If China gets herself into trouble through the prototypical 'white' ritual practice of seeking written signatures, it is surely appropriate that she is returned to grace and the beloved community through a very different ritual context, within the sacred confines of Afro-Baptist worship. After a long period of self-conscious critical examination, in which she finds herself repeatedly saying the wrong things (I must admit that I read these sections with a great deal of anxious and embarrassed recognition!) she finally surrenders herself to the flow and power of a call and response service, and in so surrendering, is in effect rescued by Doris. This remarkable scene is poignant testimony to the redemptive power of ritual to transcend the pitfalls of rational thought and to cross-cut conventional categorical oppositions.

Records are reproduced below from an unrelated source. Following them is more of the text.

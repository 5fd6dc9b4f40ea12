//! Integration tests for the HTTP API.

use std::io::Cursor;
use std::path::Path;
use std::sync::Arc;
use std::time::Duration;

use axum::http::StatusCode;
use axum_test::TestServer;
use etopo::{split::split_into_shards, DatasetConfig, LookupServiceBuilder};
use etopo_service::{router, AppState};
use serde_json::{json, Value};
use tempfile::TempDir;

const PREFIX: &str = "test.bin";
const RESOLUTION: i32 = 216_000;

/// 4 × 7 raster of 60° cells; cell (r, c) sits at lat 120 - 60r, lon 60c - 210.
fn test_config() -> DatasetConfig {
    DatasetConfig {
        n_rows: 4,
        n_cols: 7,
        cell_size: 60.0,
        shard_capacity: 16,
        resolution: RESOLUTION,
    }
}

fn write_raster(dir: &Path, value: impl Fn(usize, usize) -> i16) {
    let config = test_config();
    let mut data = Vec::new();
    for row in 0..config.n_rows {
        for col in 0..config.n_cols {
            data.extend_from_slice(&value(row, col).to_le_bytes());
        }
    }
    split_into_shards(Cursor::new(data), dir, PREFIX, &config, |_, _| {}).unwrap();
}

fn create_test_server_with(
    temp_dir: &TempDir,
    config: DatasetConfig,
    request_timeout: Duration,
) -> TestServer {
    let lookup_service = LookupServiceBuilder::new(temp_dir.path())
        .shard_prefix(PREFIX)
        .config(config)
        .build()
        .unwrap();
    let state = Arc::new(AppState {
        lookup_service,
        request_timeout,
    });

    TestServer::new(router(state)).unwrap()
}

fn create_test_server(temp_dir: &TempDir) -> TestServer {
    create_test_server_with(temp_dir, test_config(), Duration::from_secs(30))
}

#[tokio::test]
async fn test_lookup_flat_raster() {
    let temp_dir = TempDir::new().unwrap();
    write_raster(temp_dir.path(), |_, _| 100);
    let server = create_test_server(&temp_dir);

    let response = server
        .get("/api/v1/json")
        .add_query_param("locations", "0,0")
        .await;

    response.assert_status_ok();
    let json: Value = response.json();
    assert_eq!(
        json,
        json!({
            "status": "OK",
            "results": [{
                "elevation": 100,
                "location": {"lat": 0.0, "lon": 0.0},
                "resolution": RESOLUTION
            }]
        })
    );
}

#[tokio::test]
async fn test_lookup_batch_keeps_order() {
    let temp_dir = TempDir::new().unwrap();
    write_raster(temp_dir.path(), |row, col| (row * 100 + col) as i16);
    let server = create_test_server(&temp_dir);

    let response = server
        .get("/api/v1/json")
        .add_query_param("locations", "60,-150|-30,30|-60,150")
        .await;

    response.assert_status_ok();
    let json: Value = response.json();
    let results = json["results"].as_array().unwrap();
    assert_eq!(results.len(), 3);

    // Grid points return the stored samples.
    assert_eq!(results[0]["elevation"], 101);
    assert_eq!(results[2]["elevation"], 306);
    assert_eq!(results[2]["location"], json!({"lat": -60.0, "lon": 150.0}));
    // lat -30 sits halfway between rows 2 and 3 of column 4.
    assert_eq!(results[1]["elevation"], 254);
}

#[tokio::test]
async fn test_lookup_empty_request() {
    let temp_dir = TempDir::new().unwrap();
    write_raster(temp_dir.path(), |_, _| 1);
    let server = create_test_server(&temp_dir);

    for request in [
        server.get("/api/v1/json").add_query_param("locations", ""),
        server.get("/api/v1/json"),
    ] {
        let response = request.await;
        response.assert_status(StatusCode::BAD_REQUEST);
        let json: Value = response.json();
        assert_eq!(json["status"], "INVALID_REQUEST");
        assert_eq!(json["message"], "No locations provided.");
        assert_eq!(json["results"], json!([]));
    }
}

#[tokio::test]
async fn test_lookup_invalid_entry_fails_batch() {
    let temp_dir = TempDir::new().unwrap();
    write_raster(temp_dir.path(), |_, _| 1);
    let server = create_test_server(&temp_dir);

    let response = server
        .get("/api/v1/json")
        .add_query_param("locations", "0,0|bad|10,10")
        .await;

    response.assert_status(StatusCode::BAD_REQUEST);
    let json: Value = response.json();
    assert_eq!(json["status"], "INVALID_REQUEST");
    assert!(json["message"].as_str().unwrap().contains("index 1"));
    assert_eq!(json["results"], json!([]));
}

#[tokio::test]
async fn test_lookup_out_of_bounds() {
    let temp_dir = TempDir::new().unwrap();
    write_raster(temp_dir.path(), |_, _| 1);
    let server = create_test_server(&temp_dir);

    let response = server
        .get("/api/v1/json")
        .add_query_param("locations", "91,0")
        .await;

    response.assert_status(StatusCode::BAD_REQUEST);
    let json: Value = response.json();
    assert_eq!(json["message"], "Invalid location in index 0.");
}

#[tokio::test]
async fn test_lookup_missing_dataset() {
    let temp_dir = TempDir::new().unwrap();
    let server = create_test_server(&temp_dir);

    let response = server
        .get("/api/v1/json")
        .add_query_param("locations", "0,0")
        .await;

    response.assert_status(StatusCode::INTERNAL_SERVER_ERROR);
    let json: Value = response.json();
    assert_eq!(
        json,
        json!({"status": "SERVER_ERROR", "message": "Server error.", "results": []})
    );
}

#[cfg(unix)]
#[tokio::test]
async fn test_lookup_stalled_read_times_out() {
    use std::fs::OpenOptions;
    use std::process::Command;
    use std::time::Instant;

    let temp_dir = TempDir::new().unwrap();
    // Whole raster in one shard, which is a FIFO: opening it blocks until a
    // writer shows up.
    let config = DatasetConfig {
        shard_capacity: 56,
        ..test_config()
    };
    let fifo = temp_dir.path().join(format!("{}.00", PREFIX));
    let status = Command::new("mkfifo").arg(&fifo).status().unwrap();
    assert!(status.success());

    let server = create_test_server_with(&temp_dir, config, Duration::from_millis(200));

    let started = Instant::now();
    let response = server
        .get("/api/v1/json")
        .add_query_param("locations", "0,0")
        .await;
    let elapsed = started.elapsed();

    response.assert_status(StatusCode::INTERNAL_SERVER_ERROR);
    let json: Value = response.json();
    assert_eq!(
        json,
        json!({"status": "SERVER_ERROR", "message": "Server error.", "results": []})
    );
    assert!(elapsed >= Duration::from_millis(200), "returned after {:?}", elapsed);
    assert!(elapsed < Duration::from_secs(5), "returned after {:?}", elapsed);

    // Release the blocked reader so the runtime can shut down.
    drop(OpenOptions::new().write(true).open(&fifo).unwrap());
}

#[tokio::test]
async fn test_security_headers() {
    let temp_dir = TempDir::new().unwrap();
    write_raster(temp_dir.path(), |_, _| 1);
    let server = create_test_server(&temp_dir);

    let ok = server
        .get("/api/v1/json")
        .add_query_param("locations", "0,0")
        .await;
    let bad = server.get("/api/v1/json").await;

    for response in [ok, bad] {
        assert_eq!(response.header("x-frame-options"), "deny");
        assert_eq!(response.header("x-content-type-options"), "nosniff");
        assert_eq!(response.header("referrer-policy"), "same-origin");
        assert_eq!(
            response.header("strict-transport-security"),
            "max-age=31536000; includeSubDomains; preload"
        );
    }
}

#[tokio::test]
async fn test_health_endpoint() {
    let temp_dir = TempDir::new().unwrap();
    let server = create_test_server(&temp_dir);

    let response = server.get("/health").await;

    response.assert_status_ok();
    let json: Value = response.json();
    assert_eq!(json["status"], "healthy");
    assert!(json["version"].as_str().is_some());
}

#[tokio::test]
async fn test_dataset_endpoint() {
    let temp_dir = TempDir::new().unwrap();
    let server = create_test_server(&temp_dir);

    let response = server.get("/dataset").await;

    response.assert_status_ok();
    let json: Value = response.json();
    assert_eq!(json["rows"], 4);
    assert_eq!(json["cols"], 7);
    assert_eq!(json["resolution"], RESOLUTION);
    assert_eq!(json["shard_prefix"], PREFIX);
    // 56 bytes in 16-byte shards
    assert_eq!(json["shard_count"], 4);
}

#[tokio::test]
async fn test_openapi_document() {
    let temp_dir = TempDir::new().unwrap();
    let server = create_test_server(&temp_dir);

    let response = server.get("/api-docs/openapi.json").await;

    response.assert_status_ok();
    let json: Value = response.json();
    assert!(json["paths"]["/api/v1/json"].is_object());
}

This contrast, between text-based knowledge (exemplified by the written releases that nearly destroy the friendship between the two women) and a deeper form of knowledge embedded in the landscape itself, runs through the entire book. At a certain point, the author realizes that istory is not exhausted in the (white) textual legal records she is obsessively research ("Records are the victor's story,"she acknowledges). Rather History, in the form of historical consciousness, emerges through embodied performance, through shared physical labor in the cemetery, through worshipful song in sanctified spaces, through the quiet struggles to unlock a gate or figure out how to pour out a libation together. This form of Historicity is hardly a seemless narrative but is composed of stops and starts, abrupt reversals, misfires and miscues. And yet this kind of knowledge-in-becoming finally, improbably moves people forward in deepening relationships, in part because these relationships, which rest on mutual vulnerability, develop their own histories over time, histories that make possible a mutual recognition of History in its fullest forms.

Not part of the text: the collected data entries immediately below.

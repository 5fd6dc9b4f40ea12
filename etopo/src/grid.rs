//! Coordinate to raster-grid mapping.
//!
//! [`CoordinateMapper`] turns a validated [`GeoPoint`] into a continuous
//! [`GridCoordinate`] and the [`CellQuad`] of four cells surrounding it.
//!
//! # Transform
//!
//! ```text
//! col = (lon + 180 + cell/2) / (360 + cell) * n_cols
//! row = (90 - lat + cell/2) / (180 + cell) * n_rows
//! ```
//!
//! Row 0 is the north edge and column 0 the west edge. The quad always spans
//! two distinct rows and two distinct columns, even on the raster border.

use std::fmt;
use std::str::FromStr;

use crate::config::DatasetConfig;
use crate::error::{EtopoError, Result};

/// A validated WGS84 location in decimal degrees.
///
/// Only obtainable through [`GeoPoint::new`] or parsing, so every instance is
/// within range and finite.
///
/// ```compile_fail
/// let p = etopo::GeoPoint { lat: f64::NAN, lon: 0.0 };
/// ```
#[derive(Debug, Clone, Copy, PartialEq)]
pub struct GeoPoint {
    lat: f64,
    lon: f64,
}

impl GeoPoint {
    /// Create a point, checking both latitude and longitude ranges.
    ///
    /// # Errors
    ///
    /// Returns [`EtopoError::OutOfBounds`] if either coordinate is outside its
    /// range or not finite.
    pub fn new(lat: f64, lon: f64) -> Result<Self> {
        if !(-90.0..=90.0).contains(&lat) || !(-180.0..=180.0).contains(&lon) {
            return Err(EtopoError::OutOfBounds { lat, lon });
        }
        Ok(Self { lat, lon })
    }

    /// Latitude, -90 to 90.
    pub fn lat(&self) -> f64 {
        self.lat
    }

    /// Longitude, -180 to 180.
    pub fn lon(&self) -> f64 {
        self.lon
    }
}

impl FromStr for GeoPoint {
    type Err = EtopoError;

    /// Parse a `"lat,lon"` pair. Whitespace around either number is ignored.
    fn from_str(s: &str) -> Result<Self> {
        let malformed = || EtopoError::MalformedPoint {
            input: s.to_string(),
        };

        let (lat, lon) = s.split_once(',').ok_or_else(malformed)?;
        let lat: f64 = lat.trim().parse().map_err(|_| malformed())?;
        let lon: f64 = lon.trim().parse().map_err(|_| malformed())?;

        GeoPoint::new(lat, lon)
    }
}

impl fmt::Display for GeoPoint {
    fn fmt(&self, f: &mut fmt::Formatter<'_>) -> fmt::Result {
        write!(f, "({},{})", self.lat, self.lon)
    }
}

/// Continuous position in raster space.
#[derive(Debug, Clone, Copy, PartialEq)]
pub struct GridCoordinate {
    pub row: f64,
    pub col: f64,
}

/// Integer raster cell.
#[derive(Debug, Clone, Copy, PartialEq, Eq, Hash, PartialOrd, Ord)]
pub struct CellIndex {
    pub row: usize,
    pub col: usize,
}

impl CellIndex {
    pub fn new(row: usize, col: usize) -> Self {
        Self { row, col }
    }
}

/// The four cells bracketing a grid coordinate.
#[derive(Debug, Clone, Copy, PartialEq, Eq)]
pub struct CellQuad {
    pub north: usize,
    pub south: usize,
    pub west: usize,
    pub east: usize,
}

impl CellQuad {
    /// Corner cells in interpolation order: north-west, north-east, south-west, south-east.
    pub fn corners(&self) -> [CellIndex; 4] {
        [
            CellIndex::new(self.north, self.west),
            CellIndex::new(self.north, self.east),
            CellIndex::new(self.south, self.west),
            CellIndex::new(self.south, self.east),
        ]
    }

    /// Offset of `coord` from the north-west corner, clamped to `[0, 1]` per axis.
    ///
    /// Away from the border this equals the fractional part of the coordinate.
    /// On the border, where the quad was shifted inwards, the offset stays on
    /// the cell actually under the point.
    pub fn offset(&self, coord: &GridCoordinate) -> GridCoordinate {
        GridCoordinate {
            row: (coord.row - self.north as f64).clamp(0.0, 1.0),
            col: (coord.col - self.west as f64).clamp(0.0, 1.0),
        }
    }
}

/// Maps geographic points onto the raster of a [`DatasetConfig`].
#[derive(Debug, Clone, Copy)]
pub struct CoordinateMapper {
    config: DatasetConfig,
}

impl CoordinateMapper {
    /// Create a mapper for a geometry.
    ///
    /// # Errors
    ///
    /// Returns [`EtopoError::InvalidConfig`] if the geometry is invalid (the
    /// bracketing rule needs at least two rows and two columns).
    pub fn new(config: DatasetConfig) -> Result<Self> {
        config.validate()?;
        Ok(Self { config })
    }

    /// Continuous grid position of a point.
    pub fn grid_coordinate(&self, point: &GeoPoint) -> GridCoordinate {
        let cell = self.config.cell_size;
        let half = cell / 2.0;

        // Multiply before dividing so grid points on exact binary fractions map
        // to exact integers.
        let col = (point.lon + 180.0 + half) * self.config.n_cols as f64 / (360.0 + cell);
        let row = (90.0 - point.lat + half) * self.config.n_rows as f64 / (180.0 + cell);

        GridCoordinate { row, col }
    }

    /// Grid position and the four cells to sample for a point.
    pub fn map(&self, point: &GeoPoint) -> (GridCoordinate, CellQuad) {
        let coord = self.grid_coordinate(point);
        let (north, south) = bracket(coord.row, self.config.n_rows);
        let (west, east) = bracket(coord.col, self.config.n_cols);

        (
            coord,
            CellQuad {
                north,
                south,
                west,
                east,
            },
        )
    }

    /// Latitude and longitude at which a cell sits exactly on the grid.
    ///
    /// Inverse of [`Self::grid_coordinate`]. Border cells may lie slightly
    /// outside the valid latitude/longitude range.
    pub fn cell_position(&self, cell: CellIndex) -> (f64, f64) {
        let size = self.config.cell_size;
        let half = size / 2.0;

        let lon = cell.col as f64 * (360.0 + size) / self.config.n_cols as f64 - 180.0 - half;
        let lat = 90.0 + half - cell.row as f64 * (180.0 + size) / self.config.n_rows as f64;

        (lat, lon)
    }
}

/// Lower and upper cell indices around `pos`, clamped to `[0, len - 1]`.
///
/// When both collapse onto the same cell, the pair is widened to two distinct
/// cells: the lower index moves down unless it is already 0, in which case the
/// upper index becomes 1. Requires `len >= 2`.
fn bracket(pos: f64, len: usize) -> (usize, usize) {
    let max = (len - 1) as f64;
    let mut lo = pos.floor().clamp(0.0, max) as usize;
    let mut hi = pos.ceil().clamp(0.0, max) as usize;

    if lo == hi {
        if lo > 0 {
            lo -= 1;
        } else {
            hi = 1;
        }
    }

    (lo, hi)
}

It is hard not to think, in this context, of Baby Suggs' sermon in the Clearing, in Toni Morrison's Beloved. Against the long history of white-dominated textual history, Baby Suggs insists that true knowledge of past and future are to be grounded in the land and embodied into flesh: "Feet that need to rest and to dance; backs that need support; shoulders that need arms, strong arms I’m telling you. And oh my people, out yonder, hear me, they do not love your neck unnoosed and straight. So love your neck; put a hand on it, grace it, stroke it, and hold it up."

In this beautiful book, it seems to me, China Galland is trying to conjure up for us a reconstructed collective body, in the figure of Love Cemetery as a shared object of adoration and struggle. This long-neglected burial ground becomes, through this honest and painful retelling, a historical body of land and love -- one that we can all put a hand to and all hold up.